[Stored items]
****

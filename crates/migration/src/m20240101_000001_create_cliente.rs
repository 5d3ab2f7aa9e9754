//! Create `cliente` table.
//!
//! Owner of orders; `pedido.cliente_id` references it.
use sea_orm_migration::{prelude::*, schema::*};

#[derive(DeriveMigrationName)]
pub struct Migration;

#[async_trait::async_trait]
impl MigrationTrait for Migration {
    async fn up(&self, manager: &SchemaManager) -> Result<(), DbErr> {
        manager
            .create_table(
                Table::create()
                    .table(Cliente::Table)
                    .if_not_exists()
                    .col(ColumnDef::new(Cliente::Id).big_integer().not_null().auto_increment().primary_key())
                    .col(string_len(Cliente::Nombre, 128).not_null())
                    .col(string_len(Cliente::Email, 255).not_null())
                    .col(string_len_null(Cliente::Telefono, 32))
                    .col(string_len_null(Cliente::Direccion, 255))
                    .col(timestamp_with_time_zone(Cliente::FechaCreacion).not_null())
                    .col(timestamp_with_time_zone(Cliente::FechaModificacion).not_null())
                    .to_owned(),
            )
            .await
    }

    async fn down(&self, manager: &SchemaManager) -> Result<(), DbErr> {
        manager.drop_table(Table::drop().table(Cliente::Table).to_owned()).await
    }
}

#[derive(DeriveIden)]
enum Cliente { Table, Id, Nombre, Email, Telefono, Direccion, FechaCreacion, FechaModificacion }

****

* [Task brief]: What is the number of lines in these records that contain "Email"? Reply with the number only.

* [Output below]: 2